▶ WHAT YOU WILL DO:
Report back every line below that carries the word "output".

ENTRIES SHOWN below:

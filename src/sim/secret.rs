//! Secret input sequence detector (sliding window over key codes)

use std::collections::VecDeque;

use serde::{Deserialize, Serialize};

use crate::consts::SECRET_SEQUENCE;

#[derive(Debug, Clone, Serialize, Deserialize)]
pub struct SecretDetector {
    target: Vec<u32>,
    /// Last `target.len()` codes, oldest first
    buffer: VecDeque<u32>,
}

impl Default for SecretDetector {
    fn default() -> Self {
        Self::new(SECRET_SEQUENCE.to_vec())
    }
}

impl SecretDetector {
    pub fn new(target: Vec<u32>) -> Self {
        let capacity = target.len();
        Self {
            target,
            buffer: VecDeque::with_capacity(capacity),
        }
    }

    /// Push a code. Returns true when the window equals the target exactly;
    /// the window is then cleared.
    pub fn push(&mut self, code: u32) -> bool {
        if self.target.is_empty() {
            return false;
        }

        self.buffer.push_back(code);
        if self.buffer.len() > self.target.len() {
            self.buffer.pop_front();
        }

        let unlocked = self.buffer.len() == self.target.len()
            && self.buffer.iter().eq(self.target.iter());
        if unlocked {
            self.buffer.clear();
        }
        unlocked
    }

    pub fn buffered(&self) -> usize {
        self.buffer.len()
    }
}

#[cfg(test)]
mod tests {
    use super::*;
    use proptest::prelude::*;

    fn push_all(d: &mut SecretDetector, codes: &[u32]) -> usize {
        codes.iter().filter(|&&c| d.push(c)).count()
    }

    #[test]
    fn test_exact_sequence_unlocks_once() {
        let mut d = SecretDetector::default();
        let mut results = Vec::new();
        for &code in SECRET_SEQUENCE.iter() {
            results.push(d.push(code));
        }
        assert_eq!(results.iter().filter(|&&u| u).count(), 1);
        assert!(*results.last().expect("non-empty"));
        assert_eq!(d.buffered(), 0);
    }

    #[test]
    fn test_sequence_after_noise_unlocks() {
        let mut d = SecretDetector::default();
        let mut codes = vec![13, 38, 38, 99];
        codes.extend_from_slice(&SECRET_SEQUENCE);
        assert_eq!(push_all(&mut d, &codes), 1);
    }

    #[test]
    fn test_overlapping_prefix_unlocks() {
        // An extra leading ↑ shifts the window but the tail still matches
        let mut d = SecretDetector::default();
        let mut codes = vec![38];
        codes.extend_from_slice(&SECRET_SEQUENCE);
        assert_eq!(push_all(&mut d, &codes), 1);
    }

    #[test]
    fn test_substitution_never_unlocks() {
        for i in 0..SECRET_SEQUENCE.len() {
            let mut codes = SECRET_SEQUENCE.to_vec();
            codes[i] = 0;
            let mut d = SecretDetector::default();
            assert_eq!(push_all(&mut d, &codes), 0, "substituted index {}", i);
        }
    }

    #[test]
    fn test_interleaved_codes_never_unlock() {
        let mut codes = Vec::new();
        for &c in SECRET_SEQUENCE.iter() {
            codes.push(c);
            codes.push(32);
        }
        let mut d = SecretDetector::default();
        assert_eq!(push_all(&mut d, &codes), 0);
    }

    #[test]
    fn test_repeat_needs_full_sequence_again() {
        let mut d = SecretDetector::default();
        assert_eq!(push_all(&mut d, &SECRET_SEQUENCE), 1);
        // Tail of the sequence alone is not enough after the reset
        assert_eq!(push_all(&mut d, &SECRET_SEQUENCE[1..]), 0);
        assert_eq!(push_all(&mut d, &SECRET_SEQUENCE), 1);
    }

    #[test]
    fn test_empty_target_never_unlocks() {
        let mut d = SecretDetector::new(Vec::new());
        assert!(!d.push(38));
    }

    proptest! {
        #[test]
        fn prop_window_never_exceeds_target(codes in proptest::collection::vec(0u32..128, 0..64)) {
            let mut d = SecretDetector::default();
            for c in codes {
                d.push(c);
                prop_assert!(d.buffered() <= SECRET_SEQUENCE.len());
            }
        }

        #[test]
        fn prop_unlocks_iff_window_matches(codes in proptest::collection::vec(
            prop_oneof![Just(37u32), Just(38), Just(39), Just(40), Just(65), Just(66)], 0..40)
        ) {
            let mut d = SecretDetector::default();
            let mut window: Vec<u32> = Vec::new();
            for c in codes {
                window.push(c);
                if window.len() > SECRET_SEQUENCE.len() {
                    window.remove(0);
                }
                let expected = window.as_slice() == SECRET_SEQUENCE.as_slice();
                prop_assert_eq!(d.push(c), expected);
                if expected {
                    window.clear();
                }
            }
        }
    }
}
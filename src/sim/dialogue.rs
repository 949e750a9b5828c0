//! NPC dialogue: scripted lines revealed one character at a time
//!
//! A single `advance(dt_ms)` drives the whole thing, so every intermediate
//! state can be inspected between calls.

use serde::{Deserialize, Serialize};

use crate::consts::{MESSAGE_PAUSE_MS, TYPE_DELAY_MS};

/// One scripted line
#[derive(Debug, Clone, PartialEq, Eq, Serialize, Deserialize)]
pub struct ScriptLine {
    pub text: String,
    /// While this line is fully shown, a destruction streak may trigger escalation
    pub escalation_eligible: bool,
}

impl ScriptLine {
    pub fn new(text: impl Into<String>) -> Self {
        Self {
            text: text.into(),
            escalation_eligible: false,
        }
    }

    pub fn eligible(text: impl Into<String>) -> Self {
        Self {
            text: text.into(),
            escalation_eligible: true,
        }
    }

    fn char_len(&self) -> usize {
        self.text.chars().count()
    }
}

/// Which script is playing
#[derive(Debug, Clone, Copy, PartialEq, Eq, Serialize, Deserialize)]
pub enum ScriptKind {
    Intro,
    Escalation,
    /// A line shown instantly (no typing)
    Line,
}

#[derive(Debug, Clone, PartialEq, Eq, Serialize, Deserialize)]
pub struct Script {
    pub kind: ScriptKind,
    pub lines: Vec<ScriptLine>,
}

impl Script {
    /// Greeting played at startup; its last line dares the player
    pub fn intro() -> Self {
        Self {
            kind: ScriptKind::Intro,
            lines: vec![
                ScriptLine::new("Hello, traveler..."),
                ScriptLine::new("You’re not supposed to be here."),
                ScriptLine::new("Did you just generate this world for fun?"),
                ScriptLine::eligible("Press the button. I dare you."),
            ],
        }
    }

    /// Played when the player keeps smashing blocks
    pub fn escalation() -> Self {
        Self {
            kind: ScriptKind::Escalation,
            lines: vec![ScriptLine::new("You should not have done that...")],
        }
    }

    /// Line shown when the rickroll starts
    pub fn gotcha() -> ScriptLine {
        ScriptLine::eligible("Hahaha! Gotcha!")
    }
}

/// Sequencer state
#[derive(Debug, Clone, Copy, PartialEq, Eq, Serialize, Deserialize)]
pub enum DialogueState {
    Idle,
    /// `chars` characters of `line` are on screen
    Typing { line: usize, chars: usize },
    /// `line` is complete; waiting before the next one
    Pausing { line: usize },
    /// Script finished; `line` stays on screen
    Done { line: usize },
}

/// Emitted by `play` and `advance`
#[derive(Debug, Clone, Copy, PartialEq, Eq)]
pub enum DialogueEvent {
    ScriptComplete(ScriptKind),
    /// A script still typing was replaced before it finished
    ScriptInterrupted(ScriptKind),
}

#[derive(Debug, Clone, Serialize, Deserialize)]
pub struct DialogueSequencer {
    script: Option<Script>,
    state: DialogueState,
    text: String,
    /// Time left before the next step (ms)
    wait_ms: f64,
}

impl Default for DialogueSequencer {
    fn default() -> Self {
        Self::new()
    }
}

impl DialogueSequencer {
    pub fn new() -> Self {
        Self {
            script: None,
            state: DialogueState::Idle,
            text: String::new(),
            wait_ms: 0.0,
        }
    }

    /// Replace whatever is showing and start typing `script`.
    /// The first character appears immediately.
    ///
    /// Returns the interruption of the script that was still typing, then the
    /// completion of `script` if it has no lines.
    #[must_use]
    pub fn play(&mut self, script: Script) -> Vec<DialogueEvent> {
        let mut events = Vec::new();
        if let Some(kind) = self.kind().filter(|_| self.is_typing()) {
            events.push(DialogueEvent::ScriptInterrupted(kind));
        }

        self.script = Some(script);
        self.state = DialogueState::Typing { line: 0, chars: 0 };
        self.text.clear();
        self.wait_ms = 0.0;
        events.extend(self.advance(0.0));
        events
    }

    /// Show a line instantly, replacing any running script
    pub fn show(&mut self, line: ScriptLine) {
        self.text.clone_from(&line.text);
        self.script = Some(Script {
            kind: ScriptKind::Line,
            lines: vec![line],
        });
        self.state = DialogueState::Done { line: 0 };
        self.wait_ms = 0.0;
    }

    /// Advance timers by `dt_ms`. Returns the completion of the running script,
    /// if it finished during this call.
    pub fn advance(&mut self, dt_ms: f64) -> Option<DialogueEvent> {
        self.wait_ms -= dt_ms;
        while self.wait_ms <= 0.0 {
            match self.state {
                DialogueState::Idle | DialogueState::Done { .. } => {
                    self.wait_ms = 0.0;
                    return None;
                }
                _ => {
                    if let Some(event) = self.step() {
                        self.wait_ms = 0.0;
                        return Some(event);
                    }
                }
            }
        }
        None
    }

    /// Perform one scheduled action
    fn step(&mut self) -> Option<DialogueEvent> {
        let script = self.script.as_ref()?;

        match self.state {
            DialogueState::Typing { line, chars } => {
                let Some(current) = script.lines.get(line) else {
                    // Empty script
                    self.state = DialogueState::Idle;
                    return Some(DialogueEvent::ScriptComplete(script.kind));
                };
                match current.text.chars().nth(chars) {
                    Some(ch) => {
                        self.text.push(ch);
                        self.state = DialogueState::Typing {
                            line,
                            chars: chars + 1,
                        };
                        self.wait_ms += TYPE_DELAY_MS;
                    }
                    None => {
                        self.state = DialogueState::Pausing { line };
                        self.wait_ms += MESSAGE_PAUSE_MS;
                    }
                }
                None
            }
            DialogueState::Pausing { line } => {
                if line + 1 >= script.lines.len() {
                    // Final line stays on screen
                    self.state = DialogueState::Done { line };
                    return Some(DialogueEvent::ScriptComplete(script.kind));
                }
                // Next line starts typing right away (no added wait)
                self.text.clear();
                self.state = DialogueState::Typing {
                    line: line + 1,
                    chars: 0,
                };
                None
            }
            DialogueState::Idle | DialogueState::Done { .. } => None,
        }
    }

    /// Text currently on screen
    pub fn text(&self) -> &str {
        &self.text
    }

    pub fn state(&self) -> DialogueState {
        self.state
    }

    /// Kind of the script on screen, if any
    pub fn kind(&self) -> Option<ScriptKind> {
        self.script.as_ref().map(|s| s.kind)
    }

    /// A script is on screen and has not finished
    pub fn is_typing(&self) -> bool {
        matches!(
            self.state,
            DialogueState::Typing { .. } | DialogueState::Pausing { .. }
        )
    }

    /// True while a fully revealed, escalation-eligible line is on screen
    pub fn escalation_eligible(&self) -> bool {
        let Some(script) = &self.script else {
            return false;
        };
        let (line, complete) = match self.state {
            DialogueState::Idle => return false,
            DialogueState::Typing { line, chars } => (
                line,
                script.lines.get(line).is_some_and(|l| chars == l.char_len()),
            ),
            DialogueState::Pausing { line } | DialogueState::Done { line } => (line, true),
        };
        complete && script.lines.get(line).is_some_and(|l| l.escalation_eligible)
    }
}
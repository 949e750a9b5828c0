//! Procedural terrain from a 2D noise field
//!
//! Each grid column samples the noise once; the sample maps to a stack of
//! 0..=3 cubes (noise -1 -> 0, noise 1 -> 4 only at the exact maximum).

use glam::Vec3;

use super::noise::NoiseSample;
use super::voxel::VoxelWorld;
use crate::Hsl;
use crate::consts::{GRID_SIZE, GRID_SPACING, NOISE_FREQUENCY};

/// Hue step per height layer (degrees)
const LAYER_HUE_STEP: f32 = 40.0;
const LAYER_SATURATION: f32 = 0.8;
const LAYER_LIGHTNESS: f32 = 0.5;

/// Terrain build parameters
#[derive(Debug, Clone, Copy, PartialEq)]
pub struct TerrainParams {
    /// Columns per side
    pub grid_size: u32,
    /// Distance between column centers
    pub spacing: f32,
}

impl Default for TerrainParams {
    fn default() -> Self {
        Self {
            grid_size: GRID_SIZE,
            spacing: GRID_SPACING,
        }
    }
}

/// Map a noise sample to a column height: `max(0, floor((n + 1) * 2))`
#[inline]
pub fn height_from_noise(n: f64) -> u32 {
    ((n + 1.0) * 2.0).floor().max(0.0) as u32
}

/// Color for a height layer
#[inline]
pub fn layer_color(y: u32) -> Hsl {
    Hsl::new(y as f32 * LAYER_HUE_STEP, LAYER_SATURATION, LAYER_LIGHTNESS)
}

/// Height of column (x, z) for a grid of the given size
pub fn column_height(x: u32, z: u32, grid_size: u32, noise: &impl NoiseSample) -> u32 {
    let size = grid_size as f64;
    let nx = x as f64 / size - 0.5;
    let nz = z as f64 / size - 0.5;
    height_from_noise(noise.sample(nx * NOISE_FREQUENCY, nz * NOISE_FREQUENCY))
}

/// Build the voxel world. Columns are visited x-major, then z, then bottom-up.
pub fn build_terrain(params: &TerrainParams, noise: &impl NoiseSample) -> VoxelWorld {
    let mut world = VoxelWorld::new();
    let half = params.grid_size as f32 / 2.0;

    for x in 0..params.grid_size {
        for z in 0..params.grid_size {
            let height = column_height(x, z, params.grid_size, noise);
            for y in 0..height {
                let position = Vec3::new(
                    (x as f32 - half) * params.spacing,
                    y as f32,
                    (z as f32 - half) * params.spacing,
                );
                world.insert((x as i32, y as i32, z as i32), position, layer_color(y));
            }
        }
    }

    log::debug!(
        "Built {}x{} terrain with {} voxels",
        params.grid_size,
        params.grid_size,
        world.len()
    );
    world
}

/// Column heights as rows of z for each x (used by the native preview)
pub fn height_map(params: &TerrainParams, noise: &impl NoiseSample) -> Vec<Vec<u32>> {
    (0..params.grid_size)
        .map(|x| {
            (0..params.grid_size)
                .map(|z| column_height(x, z, params.grid_size, noise))
                .collect()
        })
        .collect()
}

#[cfg(test)]
mod tests {
    use super::*;
    use crate::sim::noise::SimplexField;
    use proptest::prelude::*;

    #[test]
    fn test_height_mapping() {
        assert_eq!(height_from_noise(-1.0), 0);
        assert_eq!(height_from_noise(-0.51), 0);
        assert_eq!(height_from_noise(-0.5), 1);
        assert_eq!(height_from_noise(0.0), 2);
        assert_eq!(height_from_noise(0.49), 2);
        assert_eq!(height_from_noise(0.5), 3);
        assert_eq!(height_from_noise(0.99), 3);
    }

    #[test]
    fn test_flat_noise_fills_every_column() {
        let params = TerrainParams {
            grid_size: 4,
            spacing: 1.0,
        };
        let world = build_terrain(&params, &|_x: f64, _z: f64| 0.0);
        assert_eq!(world.len(), 4 * 4 * 2);
    }

    #[test]
    fn test_holes_produce_no_cells() {
        let params = TerrainParams {
            grid_size: 5,
            spacing: 1.0,
        };
        let world = build_terrain(&params, &|_x: f64, _z: f64| -1.0);
        assert!(world.is_empty());
    }

    #[test]
    fn test_positions_and_colors() {
        let params = TerrainParams {
            grid_size: 2,
            spacing: 1.2,
        };
        let world = build_terrain(&params, &|_x: f64, _z: f64| 0.6);
        // Height 3 everywhere
        assert_eq!(world.len(), 2 * 2 * 3);

        let first = world.iter().next().expect("non-empty world");
        assert_eq!((first.grid_x, first.grid_y, first.grid_z), (0, 0, 0));
        assert!((first.position.x - (-1.2)).abs() < 1e-6);
        assert!((first.position.z - (-1.2)).abs() < 1e-6);
        assert_eq!(first.position.y, 0.0);

        for cell in world.iter() {
            assert_eq!(cell.color, layer_color(cell.grid_y as u32));
            assert_eq!(cell.color.h, cell.grid_y as f32 * 40.0);
            assert_eq!(cell.position.y, cell.grid_y as f32);
        }
    }

    #[test]
    fn test_generation_order_is_x_then_z_then_y() {
        let params = TerrainParams {
            grid_size: 2,
            spacing: 1.0,
        };
        let world = build_terrain(&params, &|_x: f64, _z: f64| 0.0);
        let order: Vec<(i32, i32, i32)> = world
            .iter()
            .map(|c| (c.grid_x, c.grid_y, c.grid_z))
            .collect();
        assert_eq!(
            order,
            vec![
                (0, 0, 0),
                (0, 1, 0),
                (0, 0, 1),
                (0, 1, 1),
                (1, 0, 0),
                (1, 1, 0),
                (1, 0, 1),
                (1, 1, 1),
            ]
        );
    }

    #[test]
    fn test_noise_sampled_at_normalized_coords() {
        // Noise that records the column it was asked about via its output
        let params = TerrainParams {
            grid_size: 10,
            spacing: 1.0,
        };
        // x < 0 in noise space is column x < 5
        let world = build_terrain(&params, &|x: f64, _z: f64| if x < 0.0 { -1.0 } else { 0.0 });
        assert!(world.iter().all(|c| c.grid_x >= 5));
        assert_eq!(world.len(), 5 * 10 * 2);
    }

    #[test]
    fn test_simplex_terrain_is_deterministic() {
        let params = TerrainParams::default();
        let a = build_terrain(&params, &SimplexField::new(1234));
        let b = build_terrain(&params, &SimplexField::new(1234));
        assert_eq!(a.len(), b.len());
        for (ca, cb) in a.iter().zip(b.iter()) {
            assert_eq!(ca.position, cb.position);
            assert_eq!(ca.grid_y, cb.grid_y);
        }
    }

    #[test]
    fn test_no_two_cells_share_a_position() {
        let world = build_terrain(&TerrainParams::default(), &SimplexField::new(77));
        let mut seen = std::collections::HashSet::new();
        for cell in world.iter() {
            assert!(seen.insert((cell.grid_x, cell.grid_y, cell.grid_z)));
        }
    }

    proptest! {
        #[test]
        fn prop_column_counts_match_height(
            grid_size in 1u32..12,
            seed in any::<u32>(),
        ) {
            let params = TerrainParams { grid_size, spacing: 1.0 };
            let field = SimplexField::new(seed);
            let world = build_terrain(&params, &field);

            let mut counts = vec![0u32; (grid_size * grid_size) as usize];
            for cell in world.iter() {
                let height = column_height(cell.grid_x as u32, cell.grid_z as u32, grid_size, &field);
                prop_assert!(cell.grid_y >= 0);
                prop_assert!((cell.grid_y as u32) < height);
                counts[(cell.grid_x as u32 * grid_size + cell.grid_z as u32) as usize] += 1;
            }
            for x in 0..grid_size {
                for z in 0..grid_size {
                    let expected = column_height(x, z, grid_size, &field);
                    prop_assert_eq!(counts[(x * grid_size + z) as usize], expected);
                }
            }
        }

        #[test]
        fn prop_height_never_exceeds_four(n in -1.0f64..=1.0) {
            prop_assert!(height_from_noise(n) <= 4);
        }
    }
}
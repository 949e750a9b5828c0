//! 2D coherent noise field
//!
//! Terrain only ever asks for `sample(x, z)`, so anything deterministic with
//! output in [-1, 1] can stand in for the real simplex field (tests use
//! closures and constants).

use noise::{NoiseFn, Simplex};

/// A deterministic 2D noise function with output in [-1, 1]
pub trait NoiseSample {
    fn sample(&self, x: f64, z: f64) -> f64;
}

impl<F> NoiseSample for F
where
    F: Fn(f64, f64) -> f64,
{
    #[inline]
    fn sample(&self, x: f64, z: f64) -> f64 {
        self(x, z)
    }
}

/// Seeded simplex noise
pub struct SimplexField {
    simplex: Simplex,
}

impl SimplexField {
    pub fn new(seed: u32) -> Self {
        Self {
            simplex: Simplex::new(seed),
        }
    }
}

impl NoiseSample for SimplexField {
    #[inline]
    fn sample(&self, x: f64, z: f64) -> f64 {
        // Simplex overshoots by a hair near lattice extremes
        self.simplex.get([x, z]).clamp(-1.0, 1.0)
    }
}
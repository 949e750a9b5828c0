//! Voxel Dare - a destructible voxel terrain with a mischievous NPC
//!
//! Core modules:
//! - `sim`: Deterministic core (terrain, picking, particles, dialogue, playback)
//! - `renderer`: WebGPU rendering pipeline
//! - `platform`: Browser glue (asset fetch, canvas raster surface, clock)
//! - `audio`: Break sounds and the music element (WASM only)
//! - `settings`: Persisted preferences

#[cfg(target_arch = "wasm32")]
pub mod audio;
pub mod platform;
pub mod renderer;
pub mod settings;
pub mod sim;

pub use settings::{ParticleMotion, Settings};

use serde::{Deserialize, Serialize};

/// Game configuration constants
pub mod consts {
    /// Terrain grid is GRID_SIZE x GRID_SIZE columns
    pub const GRID_SIZE: u32 = 15;
    /// Horizontal distance between column centers
    pub const GRID_SPACING: f32 = 1.2;
    /// Noise coordinates are scaled by this before sampling
    pub const NOISE_FREQUENCY: f64 = 2.0;

    /// Debris cubes spawned per removed voxel
    pub const PARTICLE_COUNT: usize = 6;
    /// Edge length of a debris cube
    pub const PARTICLE_SIZE: f32 = 0.15;
    /// Displacement factor applied per animation tick (not scaled by dt)
    pub const PARTICLE_STEP: f32 = 0.03;
    /// Wall-clock lifetime of a debris cube (seconds)
    pub const PARTICLE_LIFETIME: f64 = 0.8;

    /// Delay between revealed characters (ms)
    pub const TYPE_DELAY_MS: f64 = 40.0;
    /// Pause after a fully typed message (ms)
    pub const MESSAGE_PAUSE_MS: f64 = 1000.0;
    /// Consecutive removals needed before the NPC loses patience
    pub const STREAK_THRESHOLD: u32 = 3;

    /// Text lines per ASCII frame
    pub const FRAME_LINES: usize = 36;
    /// ASCII frame interval (ms)
    pub const FRAME_INTERVAL_MS: f64 = 120.0;
    /// Asset fetched relative to the page path
    pub const ASCII_ASSET: &str = "rick.txt";

    /// Raster surface dimensions (pixels)
    pub const RASTER_WIDTH: u32 = 1024;
    pub const RASTER_HEIGHT: u32 = 512;
    /// Monospace font size (px) and baseline step between lines
    pub const RASTER_FONT_PX: f32 = 12.0;
    pub const RASTER_LINE_STEP: f32 = 14.0;
    /// Baseline of the first line
    pub const RASTER_ORIGIN: (f32, f32) = (10.0, 20.0);

    /// Scene rotation per animation frame (radians)
    pub const SCENE_SPIN: f32 = 0.0025;

    /// Perspective camera
    pub const CAMERA_FOV_DEG: f32 = 75.0;
    pub const CAMERA_NEAR: f32 = 0.1;
    pub const CAMERA_FAR: f32 = 1000.0;
    pub const CAMERA_EYE: [f32; 3] = [0.0, 10.0, 20.0];

    /// Directional light position (scene-local, aimed at the origin)
    pub const LIGHT_POSITION: [f32; 3] = [10.0, 20.0, 10.0];

    /// ASCII billboard size and center
    pub const BILLBOARD_SIZE: (f32, f32) = (30.0, 15.0);
    pub const BILLBOARD_CENTER: [f32; 3] = [0.0, 5.0, 0.0];

    /// ↑ ↑ ↓ ↓ ← → ← → B A
    pub const SECRET_SEQUENCE: [u32; 10] = [38, 38, 40, 40, 37, 39, 37, 39, 66, 65];
}

/// Color in HSL space (hue in degrees, saturation/lightness in 0..=1)
#[derive(Debug, Clone, Copy, PartialEq, Serialize, Deserialize)]
pub struct Hsl {
    pub h: f32,
    pub s: f32,
    pub l: f32,
}

impl Hsl {
    pub const fn new(h: f32, s: f32, l: f32) -> Self {
        Self { h, s, l }
    }

    /// Convert to sRGB components in 0..=1
    pub fn to_rgb(&self) -> [f32; 3] {
        let h = self.h.rem_euclid(360.0) / 360.0;
        let s = self.s.clamp(0.0, 1.0);
        let l = self.l.clamp(0.0, 1.0);
        if s == 0.0 {
            return [l, l, l];
        }

        let q = if l < 0.5 { l * (1.0 + s) } else { l + s - l * s };
        let p = 2.0 * l - q;
        [
            hue_to_channel(p, q, h + 1.0 / 3.0),
            hue_to_channel(p, q, h),
            hue_to_channel(p, q, h - 1.0 / 3.0),
        ]
    }

    /// Convert to linear RGB (what an sRGB render target expects)
    pub fn to_linear_rgb(&self) -> [f32; 3] {
        self.to_rgb().map(srgb_to_linear)
    }
}

fn hue_to_channel(p: f32, q: f32, mut t: f32) -> f32 {
    if t < 0.0 {
        t += 1.0;
    }
    if t > 1.0 {
        t -= 1.0;
    }
    if t < 1.0 / 6.0 {
        p + (q - p) * 6.0 * t
    } else if t < 0.5 {
        q
    } else if t < 2.0 / 3.0 {
        p + (q - p) * (2.0 / 3.0 - t) * 6.0
    } else {
        p
    }
}

/// sRGB transfer function inverse
#[inline]
pub fn srgb_to_linear(c: f32) -> f32 {
    if c <= 0.04045 {
        c / 12.92
    } else {
        ((c + 0.055) / 1.055).powf(2.4)
    }
}

#[cfg(test)]
mod tests {
    use super::*;

    fn approx(a: [f32; 3], b: [f32; 3]) -> bool {
        a.iter().zip(b.iter()).all(|(x, y)| (x - y).abs() < 1e-4)
    }

    #[test]
    fn test_hsl_primaries() {
        assert!(approx(Hsl::new(0.0, 1.0, 0.5).to_rgb(), [1.0, 0.0, 0.0]));
        assert!(approx(Hsl::new(120.0, 1.0, 0.5).to_rgb(), [0.0, 1.0, 0.0]));
        assert!(approx(Hsl::new(240.0, 1.0, 0.5).to_rgb(), [0.0, 0.0, 1.0]));
    }

    #[test]
    fn test_hsl_terrain_layer_colors() {
        // hsl(40, 80%, 50%) is an orange-yellow
        let rgb = Hsl::new(40.0, 0.8, 0.5).to_rgb();
        assert!(approx(rgb, [0.9, 0.6333, 0.1]));
        // Hue wraps
        assert!(approx(
            Hsl::new(400.0, 0.8, 0.5).to_rgb(),
            Hsl::new(40.0, 0.8, 0.5).to_rgb()
        ));
    }

    #[test]
    fn test_hsl_gray() {
        assert!(approx(Hsl::new(200.0, 0.0, 0.3).to_rgb(), [0.3, 0.3, 0.3]));
    }
}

End of ENTRIES SHOWN.

▶ RESPONSE FOR THIS EXERCISE:
        // Noise that records the column it was asked about via its output
//! output in [-1, 1] can stand in for the real simplex field (tests use
/// A deterministic 2D noise function with output in [-1, 1]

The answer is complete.